The military executed self-defense strikes on Sunday and Monday but the Houthis still managed to launch at least two attacks on commercial vessels since the major counterstrikes, according to statements. Then, U.S. Central Command (CENTCOM) forces destroyed two mobile anti-ship cruise missiles and a land-attack cruise missile poised to launch against military and commercial vessels in the Red Sea, the military said in a statement Thursday.
“CENTCOM identified these missiles in Houthi-controlled areas of Yemen and determined they presented an imminent threat to U.S. Navy ships and merchant vessels in the region. These actions will protect freedom of navigation and make international waters safer and more secure for U.S. Navy and merchant vessels.”
At 11:30 p.m. local time Wednesday, CENTCOM struck a land-attack cruise missile prepared to launch, according to the statement. Earlier that evening, at 9 p.m. Sanaa time, U.S. forces carried out “self-defense strikes” against two mobile anti-ship cruise missiles.
On Tuesday, the Iran-backed Houthis fired six anti-ship ballistic missiles toward the Red Sea, CENTCOM said. Three of them were aimed at the Marshall Island-flagged, Greek owned-and-operated bulk carrier MV Star Nasia — one missed and one detonated near the ship causing minor damage. The USS Laboon, a U.S. Navy guided missile destroyer patrolling the area, shot down the third.
The remaining three were “likely” targeting a Barbados-flagged, United Kingdom-owned cargo ship the MV Morning Tide but splashed into waters near the ship without any damage or injuries.
The day before, U.S. forces destroyed two explosive-laden sea drones in Houthi-controlled Yemen after CENTCOM “determined they presented an imminent threat to U.S. Navy ships and merchant vessels in the region,” a statement read.
Hours after the U.S. and United Kingdom carried out the third wave of large-scale strikes against some deeply hidden targets in Yemen on Saturday, the Houthis had prepared missiles to launch that U.S. Central Command (CENTCOM) forces subsequently destroyed.
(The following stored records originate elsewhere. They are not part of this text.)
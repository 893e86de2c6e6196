//! [`BindContext`]: the per-node traversal state the binder clones at every
//! visit and merges back at the parent (§4.2).

use indexmap::IndexMap;
use std::collections::BTreeSet;

use flint_error::{suggest_closest, EngineError, ErrorKind, Result};
use flint_types::DataType;

use crate::schema::{ColumnId, RelationSchema, DERIVED_SCHEMA};

#[derive(Debug, Clone, Default)]
pub struct BindContext {
    pub schemas: IndexMap<String, RelationSchema>,
    pub relations: BTreeSet<String>,
    /// Non-fatal hint-validation messages (§4.1), surfaced through `EXPLAIN`.
    pub warnings: Vec<String>,
}

impl BindContext {
    /// A fresh scope with an empty `$derived` schema (Invariant 3).
    pub fn new() -> Self {
        let mut schemas = IndexMap::new();
        schemas.insert(DERIVED_SCHEMA.to_string(), RelationSchema::new(DERIVED_SCHEMA));
        BindContext {
            schemas,
            relations: BTreeSet::new(),
            warnings: Vec::new(),
        }
    }

    pub fn derived_mut(&mut self) -> &mut RelationSchema {
        self.schemas
            .entry(DERIVED_SCHEMA.to_string())
            .or_insert_with(|| RelationSchema::new(DERIVED_SCHEMA))
    }

    /// Union this context with a sibling's, the way the binder merges child
    /// contexts back into their parent. Synthetic scopes (`$derived`, ...)
    /// union their columns; colliding physical relation names are an error
    /// (the same alias bound on both sides of a join).
    pub fn merge(mut self, other: BindContext) -> Result<Self> {
        for (name, schema) in other.schemas {
            match self.schemas.get_mut(&name) {
                Some(existing) if schema.is_synthetic() => {
                    existing.columns.extend(schema.columns);
                }
                Some(_) => {
                    return Err(EngineError::new(
                        ErrorKind::AmbiguousDataset,
                        format!("relation '{name}' is bound more than once in this scope"),
                    )
                    .with_qualifier(name));
                }
                None => {
                    self.schemas.insert(name, schema);
                }
            }
        }
        self.relations.extend(other.relations);
        self.warnings.extend(other.warnings);
        Ok(self)
    }

    fn find_schema(&self, name: &str) -> Option<&RelationSchema> {
        self.schemas
            .get(name)
            .or_else(|| self.schemas.values().find(|s| s.name.eq_ignore_ascii_case(name)))
    }

    /// `locate_identifier` (§4.2): resolve a possibly-qualified identifier
    /// against this context's schemas.
    pub fn locate_identifier(
        &self,
        source: Option<&str>,
        column: &str,
    ) -> Result<(ColumnId, DataType, String)> {
        if let Some(source) = source {
            let schema = self.find_schema(source).ok_or_else(|| {
                EngineError::new(
                    ErrorKind::UnexpectedDatasetReference,
                    format!("no relation '{source}' in this scope"),
                )
                .with_qualifier(source)
            })?;
            return match schema.find_column(column) {
                Some(c) => Ok((c.id, c.data_type.clone(), c.name.clone())),
                None => {
                    let mut err = EngineError::new(
                        ErrorKind::ColumnNotFound,
                        format!("column '{column}' not found in '{source}'"),
                    )
                    .with_qualifier(source);
                    if let Some(s) = suggest_closest(column, schema.column_names()) {
                        err = err.with_suggestion(s);
                    }
                    Err(err)
                }
            };
        }

        let mut matches: Vec<(&str, ColumnId, DataType, String)> = Vec::new();
        for schema in self.schemas.values() {
            if schema.name == DERIVED_SCHEMA {
                continue;
            }
            if let Some(c) = schema.find_column(column) {
                matches.push((schema.name.as_str(), c.id, c.data_type.clone(), c.name.clone()));
            }
        }
        // Fall back to $derived if nothing else matched (references to
        // expression-valued columns created earlier in the same clause).
        if matches.is_empty() {
            if let Some(c) = self.schemas.get(DERIVED_SCHEMA).and_then(|s| s.find_column(column)) {
                matches.push((DERIVED_SCHEMA, c.id, c.data_type.clone(), c.name.clone()));
            }
        }

        match matches.len() {
            0 => {
                let all_names: Vec<&str> = self
                    .schemas
                    .values()
                    .flat_map(|s| s.columns.iter().map(|c| c.name.as_str()))
                    .collect();
                let mut err =
                    EngineError::new(ErrorKind::ColumnNotFound, format!("column '{column}' not found"));
                if let Some(s) = suggest_closest(column, all_names) {
                    err = err.with_suggestion(s);
                }
                Err(err)
            }
            1 => {
                let (_, id, dtype, name) = matches.remove(0);
                Ok((id, dtype, name))
            }
            _ => {
                let relations: Vec<&str> = matches.iter().map(|(r, ..)| *r).collect();
                Err(EngineError::new(
                    ErrorKind::AmbiguousIdentifier,
                    format!(
                        "column '{column}' is ambiguous; present in relations {}",
                        relations.join(", ")
                    ),
                ))
            }
        }
    }
}
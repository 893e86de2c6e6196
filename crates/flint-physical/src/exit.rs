//! The `Exit` operator (§4.4): the root of every physical pipeline,
//! evaluating the plan's final column list against the last upstream
//! morsel shape. Structurally identical to `Project` minus the
//! `ORDER BY`-only columns, since by the time a plan reaches its exit node
//! there is no further operator left to consume them.

use std::sync::Arc;

use flint_connector::ConnectorRegistry;
use flint_core::logical::ExitStep;
use flint_core::schema::ColumnId;
use flint_error::Result;
use flint_types::Morsel;

use crate::evaluator::{evaluate, EvalCache};
use crate::operator::OperatorStream;

struct ExitStream {
    upstream: OperatorStream,
    columns: Vec<flint_core::expr::Expr>,
    schema: Vec<ColumnId>,
    registry: Arc<ConnectorRegistry>,
}

pub fn build_exit(
    step: &ExitStep,
    upstream: OperatorStream,
    schema: Vec<ColumnId>,
    registry: Arc<ConnectorRegistry>,
) -> Result<OperatorStream> {
    Ok(Box::new(ExitStream { upstream, columns: step.columns.clone(), schema, registry }))
}

impl Iterator for ExitStream {
    type Item = Result<Morsel>;

    fn next(&mut self) -> Option<Self::Item> {
        let morsel = match self.upstream.next()? {
            Ok(m) => m,
            Err(e) => return Some(Err(e)),
        };

        let mut cache = EvalCache::new();
        let mut out = Vec::with_capacity(self.columns.len());
        for expr in &self.columns {
            match evaluate(expr, &morsel, &self.schema, &self.registry, &mut cache) {
                Ok(arr) => out.push(arr),
                Err(e) => return Some(Err(e)),
            }
        }
        Some(Morsel::try_new(out))
    }
}
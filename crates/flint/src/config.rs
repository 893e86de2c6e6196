//! Per-process configuration (§4.8): the knobs `Connection::new` reads once
//! at startup. Mirrors the teacher's own config structs in carrying plain
//! serializable fields rather than a builder.

use serde::{Deserialize, Serialize};

/// 64 MiB, the morsel consolidation target a `Connection` aims for when a
/// connector doesn't otherwise dictate batch size.
pub const DEFAULT_PAGE_SIZE: usize = 64 * 1024 * 1024;

#[derive(Debug, Clone, Serialize, Deserialize)]
pub struct SessionConfig {
    /// `(prefix, connector id)` pairs consulted longest-prefix-first when a
    /// relation name doesn't start with `$`. Forwarded into the
    /// `ConnectorRegistry` a `Connection` builds at construction time.
    pub dataset_prefix_mapping: Vec<(String, String)>,
    /// Date-partitioning scheme name a `Partitionable` connector interprets
    /// its `start_date`/`end_date` hints against. `None` disables
    /// partition-aware scan rewriting.
    pub partition_scheme: Option<String>,
    pub max_cache_evictions: u32,
    pub max_size_single_cache_item: usize,
    pub local_buffer_pool_size: usize,
    pub page_size: usize,
}

impl Default for SessionConfig {
    fn default() -> Self {
        SessionConfig {
            dataset_prefix_mapping: Vec::new(),
            partition_scheme: None,
            max_cache_evictions: 25,
            max_size_single_cache_item: 8 * 1024 * 1024,
            local_buffer_pool_size: 256,
            page_size: DEFAULT_PAGE_SIZE,
        }
    }
}

#[cfg(test)]
mod tests {
    use super::*;

    #[test]
    fn default_matches_documented_defaults() {
        let config = SessionConfig::default();
        assert_eq!(config.max_cache_evictions, 25);
        assert_eq!(config.local_buffer_pool_size, 256);
        assert_eq!(config.page_size, 64 * 1024 * 1024);
    }

    #[test]
    fn round_trips_through_json() {
        let config = SessionConfig::default();
        let json = serde_json::to_string(&config).unwrap();
        let back: SessionConfig = serde_json::from_str(&json).unwrap();
        assert_eq!(back.max_cache_evictions, config.max_cache_evictions);
    }
}
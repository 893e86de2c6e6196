//! The `Sort` operator (§4.4): greedy, buffers all input then total-orders
//! by the compound key. Nulls sort last on every key, matching
//! [`ScalarValue`](flint_types::ScalarValue)'s own `PartialOrd`.

use std::sync::Arc;

use flint_connector::ConnectorRegistry;
use flint_core::logical::OrderStep;
use flint_core::schema::ColumnId;
use flint_error::Result;
use flint_types::{Array, Morsel, ScalarValue};

use crate::evaluator::{evaluate, EvalCache};
use crate::operator::OperatorStream;

pub fn build_sort(
    step: &OrderStep,
    mut upstream: OperatorStream,
    schema: Vec<ColumnId>,
    registry: Arc<ConnectorRegistry>,
) -> Result<OperatorStream> {
    let mut morsels = Vec::new();
    for morsel in upstream.by_ref() {
        morsels.push(morsel?);
    }
    if morsels.is_empty() {
        return Ok(Box::new(std::iter::empty()));
    }

    let combined = morsels
        .into_iter()
        .reduce(|a, b| a.concat(&b).unwrap_or(a))
        .unwrap();

    let mut keys: Vec<Vec<ScalarValue>> = Vec::with_capacity(step.order_by.len());
    for (expr, _) in &step.order_by {
        let mut cache = EvalCache::new();
        let array: Array = evaluate(expr, &combined, &schema, &registry, &mut cache)?;
        keys.push((0..combined.num_rows()).map(|i| array.scalar(i)).collect());
    }

    let mut order: Vec<usize> = (0..combined.num_rows()).collect();
    order.sort_by(|&a, &b| {
        use std::cmp::Ordering;
        for (key, (_, asc)) in keys.iter().zip(step.order_by.iter()) {
            // Nulls sort last regardless of direction, matching
            // `ScalarValue`'s own default `PartialOrd` convention.
            let ord = match (key[a].is_null(), key[b].is_null()) {
                (true, true) => Ordering::Equal,
                (true, false) => Ordering::Greater,
                (false, true) => Ordering::Less,
                (false, false) => {
                    let o = key[a].partial_cmp(&key[b]).unwrap_or(Ordering::Equal);
                    if *asc { o } else { o.reverse() }
                }
            };
            if ord != Ordering::Equal {
                return ord;
            }
        }
        Ordering::Equal
    });

    let columns: Vec<Array> = combined.columns().iter().map(|c| c.take(&order)).collect();
    Ok(Box::new(std::iter::once(Morsel::try_new(columns))))
}
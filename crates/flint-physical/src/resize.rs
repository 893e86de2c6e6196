//! Morsel-sizing consolidation (§4.4): downstream of readers, morsels are
//! split or concatenated toward a target byte size so operators further
//! down the pipeline see reasonably uniform batches. A pull-based look-ahead
//! adaptor: small morsels are merged with whatever comes next, oversized
//! ones are split at a row boundary, no separate push side needed.

use flint_error::{EngineError, ErrorKind, Result};
use flint_types::{Array, Morsel};

use crate::operator::OperatorStream;

/// Default morsel target: `PAGE_SIZE`'s default (§4.8), 64 MiB.
pub const DEFAULT_TARGET_BYTES: usize = 64 * 1024 * 1024;

const SPLIT_ABOVE_RATIO: f64 = 1.2;
const MERGE_BELOW_RATIO: f64 = 0.6;

pub struct Resize {
    upstream: OperatorStream,
    target_bytes: usize,
    pending: Option<Morsel>,
    upstream_done: bool,
    saw_any_rows: bool,
    emitted_any: bool,
}

impl Resize {
    pub fn new(upstream: OperatorStream, target_bytes: usize) -> Self {
        Resize {
            upstream,
            target_bytes,
            pending: None,
            upstream_done: false,
            saw_any_rows: false,
            emitted_any: false,
        }
    }

    fn pull_upstream(&mut self) -> Option<Result<Morsel>> {
        if self.upstream_done {
            return None;
        }
        match self.upstream.next() {
            Some(Ok(m)) => {
                if m.num_rows() > 0 {
                    self.saw_any_rows = true;
                }
                Some(Ok(m))
            }
            Some(Err(e)) => {
                self.upstream_done = true;
                Some(Err(e))
            }
            None => {
                self.upstream_done = true;
                None
            }
        }
    }

    fn below_merge_threshold(&self, m: &Morsel) -> bool {
        (m.estimated_byte_size() as f64) < self.target_bytes as f64 * MERGE_BELOW_RATIO
    }

    fn above_split_threshold(&self, m: &Morsel) -> bool {
        (m.estimated_byte_size() as f64) > self.target_bytes as f64 * SPLIT_ABOVE_RATIO
    }
}

impl Iterator for Resize {
    type Item = Result<Morsel>;

    fn next(&mut self) -> Option<Self::Item> {
        loop {
            if self.pending.is_none() {
                match self.pull_upstream() {
                    Some(Ok(m)) => self.pending = Some(m),
                    Some(Err(e)) => return Some(Err(e)),
                    None => {
                        if !self.saw_any_rows && !self.emitted_any {
                            self.emitted_any = true;
                            return Some(Err(EngineError::new(
                                ErrorKind::EmptyResultSet,
                                "scan produced zero rows",
                            )));
                        }
                        return None;
                    }
                }
            }

            // Merge small morsels with whatever comes next until we either
            // reach target, exhaust upstream, or grow past the split bound.
            loop {
                let should_merge = match &self.pending {
                    Some(m) => self.below_merge_threshold(m),
                    None => false,
                };
                if !should_merge {
                    break;
                }
                match self.pull_upstream() {
                    Some(Ok(next)) => match self.pending.take().unwrap().concat(&next) {
                        Ok(merged) => self.pending = Some(merged),
                        Err(e) => return Some(Err(e)),
                    },
                    Some(Err(e)) => return Some(Err(e)),
                    None => break,
                }
            }

            let current = self.pending.take().unwrap();
            if self.above_split_threshold(&current) {
                let per_row = (current.estimated_byte_size() / current.num_rows().max(1)).max(1);
                let split_at = (self.target_bytes / per_row).clamp(1, current.num_rows().saturating_sub(1).max(1));
                if split_at < current.num_rows() {
                    let (head, tail) = split_morsel(&current, split_at);
                    self.pending = Some(tail);
                    self.emitted_any = true;
                    return Some(Ok(head));
                }
            }

            self.emitted_any = true;
            return Some(Ok(current));
        }
    }
}

fn split_morsel(m: &Morsel, at: usize) -> (Morsel, Morsel) {
    let head_idx: Vec<usize> = (0..at).collect();
    let tail_idx: Vec<usize> = (at..m.num_rows()).collect();
    let head_cols: Vec<Array> = m.columns().iter().map(|c| c.take(&head_idx)).collect();
    let tail_cols: Vec<Array> = m.columns().iter().map(|c| c.take(&tail_idx)).collect();
    (
        Morsel::try_new(head_cols).unwrap_or_else(|_| Morsel::empty_with_num_rows(head_idx.len())),
        Morsel::try_new(tail_cols).unwrap_or_else(|_| Morsel::empty_with_num_rows(tail_idx.len())),
    )
}

#[cfg(test)]
mod tests {
    use super::*;
    use flint_types::array::PrimitiveArray;

    fn morsel(rows: i64) -> Morsel {
        Morsel::try_new(vec![Array::Int64(PrimitiveArray::from_values((0..rows).collect()))]).unwrap()
    }

    #[test]
    fn empty_scan_fails_fast() {
        let upstream: OperatorStream = Box::new(std::iter::empty());
        let mut resize = Resize::new(upstream, DEFAULT_TARGET_BYTES);
        let err = resize.next().unwrap().unwrap_err();
        assert_eq!(err.kind(), ErrorKind::EmptyResultSet);
    }

    #[test]
    fn small_morsels_are_merged() {
        let upstream: OperatorStream = Box::new(vec![Ok(morsel(1)), Ok(morsel(1)), Ok(morsel(1))].into_iter());
        let mut resize = Resize::new(upstream, DEFAULT_TARGET_BYTES);
        let first = resize.next().unwrap().unwrap();
        assert_eq!(first.num_rows(), 3);
        assert!(resize.next().is_none());
    }

    #[test]
    fn oversized_morsel_is_split() {
        let upstream: OperatorStream = Box::new(std::iter::once(Ok(morsel(100))));
        // Tiny target forces a split well below the full 100 rows.
        let mut resize = Resize::new(upstream, 32);
        let first = resize.next().unwrap().unwrap();
        assert!(first.num_rows() < 100);
    }
}
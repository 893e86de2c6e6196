//! The `Aggregate` operator (§4.4): buffers input, hash group-by on the
//! group identities, then applies each aggregate's kernel within every
//! group. `COUNT(*)` with no `GROUP BY` is special-cased to sum input row
//! counts without ever materializing a value (Testable Property 7).
//!
//! A handful of kernels (`LIST`, `DISTINCT`, `MIN_MAX`, multi-point
//! `QUANTILES`) naturally produce a composite value, but this engine's
//! [`Array`]/[`ScalarValue`] vocabulary has no list/struct variant to carry
//! one (`DataType::List` exists as a type tag but nothing constructs it).
//! Those kernels render their result as a delimited string in a UTF8
//! column instead; see `DESIGN.md`.

use std::collections::HashMap;
use std::fmt::Write as _;
use std::sync::Arc;

use flint_connector::ConnectorRegistry;
use flint_core::expr::{Expr, ExprKind};
use flint_core::functions::{self, AggregateKind};
use flint_core::logical::AggregateStep;
use flint_core::schema::ColumnId;
use flint_error::{EngineError, ErrorKind, Result};
use flint_types::{Array, Morsel, ScalarValue};

use crate::evaluator::{evaluate, scalars_to_array, EvalCache};
use crate::operator::OperatorStream;

pub fn build_aggregate(
    step: &AggregateStep,
    mut upstream: OperatorStream,
    schema: Vec<ColumnId>,
    output: Vec<ColumnId>,
    registry: Arc<ConnectorRegistry>,
) -> Result<OperatorStream> {
    if step.groups.is_empty() && is_bare_count_star(step) {
        let mut total: i64 = 0;
        for morsel in upstream.by_ref() {
            total += morsel?.num_rows() as i64;
        }
        let column = Array::Int64(flint_types::array::PrimitiveArray::from_values(vec![total]));
        return Ok(Box::new(std::iter::once(Morsel::try_new(vec![column]))));
    }

    let mut morsels = Vec::new();
    for morsel in upstream.by_ref() {
        morsels.push(morsel?);
    }
    let combined = match morsels.into_iter().reduce(|a, b| a.concat(&b).unwrap_or(a)) {
        Some(m) => m,
        None => return Err(EngineError::new(ErrorKind::EmptyResultSet, "aggregate input produced zero rows")),
    };

    let mut cache = EvalCache::new();
    let group_arrays: Vec<Array> = step
        .groups
        .iter()
        .map(|e| evaluate(e, &combined, &schema, &registry, &mut cache))
        .collect::<Result<_>>()?;

    let mut groups: HashMap<String, Vec<usize>> = HashMap::new();
    let mut group_order: Vec<String> = Vec::new();
    for row in 0..combined.num_rows() {
        let mut key = String::new();
        for arr in &group_arrays {
            if arr.is_valid(row) {
                let _ = write!(key, "{}\u{1f}", arr.scalar(row));
            } else {
                key.push_str("\u{1f}NULL\u{1f}");
            }
        }
        if !groups.contains_key(&key) {
            group_order.push(key.clone());
        }
        groups.entry(key).or_default().push(row);
    }

    let specs: Vec<AggSpec> = step
        .aggregates
        .iter()
        .map(|e| AggSpec::new(e, &combined, &schema, &registry, &mut cache))
        .collect::<Result<_>>()?;

    let mut out_group_cols: Vec<Vec<ScalarValue>> = vec![Vec::with_capacity(group_order.len()); group_arrays.len()];
    let mut out_agg_cols: Vec<Vec<ScalarValue>> = vec![Vec::with_capacity(group_order.len()); specs.len()];

    for key in &group_order {
        let rows = &groups[key];
        let first_row = rows[0];
        for (i, arr) in group_arrays.iter().enumerate() {
            out_group_cols[i].push(arr.scalar(first_row));
        }
        for (i, spec) in specs.iter().enumerate() {
            out_agg_cols[i].push(spec.compute(rows));
        }
    }

    let mut columns = Vec::with_capacity(output.len());
    for col in out_group_cols {
        columns.push(scalars_to_array(col));
    }
    for col in out_agg_cols {
        columns.push(scalars_to_array(col));
    }
    Ok(Box::new(std::iter::once(Morsel::try_new(columns))))
}

fn is_bare_count_star(step: &AggregateStep) -> bool {
    if step.aggregates.len() != 1 {
        return false;
    }
    match &step.aggregates[0].kind {
        ExprKind::Aggregator { name, args, .. } => name.eq_ignore_ascii_case("COUNT") && args.is_empty(),
        _ => false,
    }
}

struct AggSpec {
    kind: AggregateKind,
    distinct: bool,
    /// One evaluated value per input row, or `None` for `COUNT(*)` within a
    /// `GROUP BY`, which counts rows rather than non-null values.
    values: Option<Vec<ScalarValue>>,
}

impl AggSpec {
    fn new(
        expr: &Expr,
        morsel: &Morsel,
        schema: &[ColumnId],
        registry: &Arc<ConnectorRegistry>,
        cache: &mut EvalCache,
    ) -> Result<Self> {
        let ExprKind::Aggregator { name, args, distinct } = &expr.kind else {
            return Err(EngineError::new(ErrorKind::InvalidInternalState, "non-aggregator expression in AggregateStep.aggregates"));
        };
        let kind = match functions::lookup(name).map(|s| s.kind) {
            Some(functions::FunctionKind::Aggregate(k)) => k,
            _ => return Err(EngineError::new(ErrorKind::FunctionNotFound, format!("unknown aggregate function '{name}'"))),
        };
        let values = match args.first() {
            Some(arg) => {
                let array = evaluate(arg, morsel, schema, registry, cache)?;
                Some((0..array.len()).map(|i| array.scalar(i)).collect())
            }
            None => None,
        };
        Ok(AggSpec { kind, distinct: *distinct, values })
    }

    fn compute(&self, rows: &[usize]) -> ScalarValue {
        match &self.values {
            None => ScalarValue::Int64(rows.len() as i64),
            Some(values) => {
                let mut group_values: Vec<ScalarValue> = rows.iter().map(|&r| values[r].clone()).collect();
                if self.distinct {
                    group_values = dedupe_scalars(group_values);
                }
                compute_kernel(self.kind, group_values)
            }
        }
    }
}

fn dedupe_scalars(values: Vec<ScalarValue>) -> Vec<ScalarValue> {
    let mut seen = std::collections::HashSet::new();
    let mut out = Vec::new();
    for v in values {
        let fingerprint = v.to_string();
        if seen.insert(fingerprint) {
            out.push(v);
        }
    }
    out
}

fn compute_kernel(kind: AggregateKind, values: Vec<ScalarValue>) -> ScalarValue {
    let non_null: Vec<&ScalarValue> = values.iter().filter(|v| !v.is_null()).collect();
    match kind {
        AggregateKind::Count => ScalarValue::Int64(non_null.len() as i64),
        AggregateKind::CountDistinct => {
            let deduped = dedupe_scalars(non_null.iter().map(|v| (*v).clone()).collect());
            ScalarValue::Int64(deduped.len() as i64)
        }
        AggregateKind::Sum => {
            if non_null.is_empty() {
                return ScalarValue::Null;
            }
            let all_int = non_null.iter().all(|v| matches!(v, ScalarValue::Int64(_)));
            let sum: f64 = non_null.iter().filter_map(|v| v.as_f64()).sum();
            if all_int {
                ScalarValue::Int64(sum as i64)
            } else {
                ScalarValue::Float64(sum)
            }
        }
        AggregateKind::Product => {
            if non_null.is_empty() {
                return ScalarValue::Null;
            }
            let all_int = non_null.iter().all(|v| matches!(v, ScalarValue::Int64(_)));
            let product: f64 = non_null.iter().filter_map(|v| v.as_f64()).product();
            if all_int {
                ScalarValue::Int64(product as i64)
            } else {
                ScalarValue::Float64(product)
            }
        }
        AggregateKind::Mean => {
            if non_null.is_empty() {
                return ScalarValue::Null;
            }
            let sum: f64 = non_null.iter().filter_map(|v| v.as_f64()).sum();
            ScalarValue::Float64(sum / non_null.len() as f64)
        }
        AggregateKind::Min => non_null
            .into_iter()
            .cloned()
            .min_by(|a, b| a.partial_cmp(b).unwrap_or(std::cmp::Ordering::Equal))
            .unwrap_or(ScalarValue::Null),
        AggregateKind::Max => non_null
            .into_iter()
            .cloned()
            .max_by(|a, b| a.partial_cmp(b).unwrap_or(std::cmp::Ordering::Equal))
            .unwrap_or(ScalarValue::Null),
        AggregateKind::MinMax => {
            let min = non_null
                .iter()
                .cloned()
                .min_by(|a, b| a.partial_cmp(b).unwrap_or(std::cmp::Ordering::Equal));
            let max = non_null
                .iter()
                .cloned()
                .max_by(|a, b| a.partial_cmp(b).unwrap_or(std::cmp::Ordering::Equal));
            match (min, max) {
                (Some(min), Some(max)) => ScalarValue::Utf8(format!("{min}..{max}")),
                _ => ScalarValue::Null,
            }
        }
        AggregateKind::Stddev | AggregateKind::Variance => {
            if non_null.len() < 2 {
                return ScalarValue::Null;
            }
            let nums: Vec<f64> = non_null.iter().filter_map(|v| v.as_f64()).collect();
            let mean = nums.iter().sum::<f64>() / nums.len() as f64;
            let variance = nums.iter().map(|v| (v - mean).powi(2)).sum::<f64>() / nums.len() as f64;
            if kind == AggregateKind::Stddev {
                ScalarValue::Float64(variance.sqrt())
            } else {
                ScalarValue::Float64(variance)
            }
        }
        AggregateKind::ApproxMedian => {
            if non_null.is_empty() {
                return ScalarValue::Null;
            }
            let mut nums: Vec<f64> = non_null.iter().filter_map(|v| v.as_f64()).collect();
            nums.sort_by(|a, b| a.partial_cmp(b).unwrap_or(std::cmp::Ordering::Equal));
            ScalarValue::Float64(nums[nums.len() / 2])
        }
        AggregateKind::Quantiles => {
            if non_null.is_empty() {
                return ScalarValue::Null;
            }
            let mut nums: Vec<f64> = non_null.iter().filter_map(|v| v.as_f64()).collect();
            nums.sort_by(|a, b| a.partial_cmp(b).unwrap_or(std::cmp::Ordering::Equal));
            let at = |q: f64| nums[((nums.len() as f64 - 1.0) * q).round() as usize];
            ScalarValue::Utf8(format!("{}|{}|{}", at(0.25), at(0.5), at(0.75)))
        }
        AggregateKind::All => ScalarValue::Boolean(non_null.iter().all(|v| v.as_bool() == Some(true))),
        AggregateKind::Any => ScalarValue::Boolean(non_null.iter().any(|v| v.as_bool() == Some(true))),
        AggregateKind::List => ScalarValue::Utf8(
            values.iter().map(|v| v.to_string()).collect::<Vec<_>>().join(","),
        ),
        AggregateKind::Distinct => {
            let deduped = dedupe_scalars(non_null.iter().map(|v| (*v).clone()).collect());
            ScalarValue::Utf8(deduped.iter().map(|v| v.to_string()).collect::<Vec<_>>().join(","))
        }
    }
}
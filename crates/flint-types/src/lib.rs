//! Columnar value representation shared by the expression evaluator,
//! physical operators, and connector contract.
//!
//! This crate deliberately knows nothing about SQL, catalogs, or plans; it
//! is the vocabulary ([`array::Array`], [`morsel::Morsel`],
//! [`scalar::ScalarValue`], [`datatype::DataType`]) that the planning and
//! execution crate builds on.

pub mod array;
pub mod bitmap;
pub mod datatype;
pub mod morsel;
pub mod scalar;
pub mod validity;

pub use array::Array;
pub use datatype::DataType;
pub use morsel::Morsel;
pub use scalar::ScalarValue;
The Department of Defense’s military intelligence agency made public Wednesday a report detailing Houthi drones and missiles derived from Iranian weapons, highlighting the close cooperation between Tehran and one of its major proxies.
The U.S. doesn’t intend to “completely eliminate” the Iran-backed Houthi rebel capabilities in Yemen, Pentagon spokesperson Maj. Gen. Pat Ryder said Monday.
“Our goal is not to completely eliminate the capabilities of Houthi forces. Our goal is to disrupt and degrade their ability to conduct these attacks,” Ryder said.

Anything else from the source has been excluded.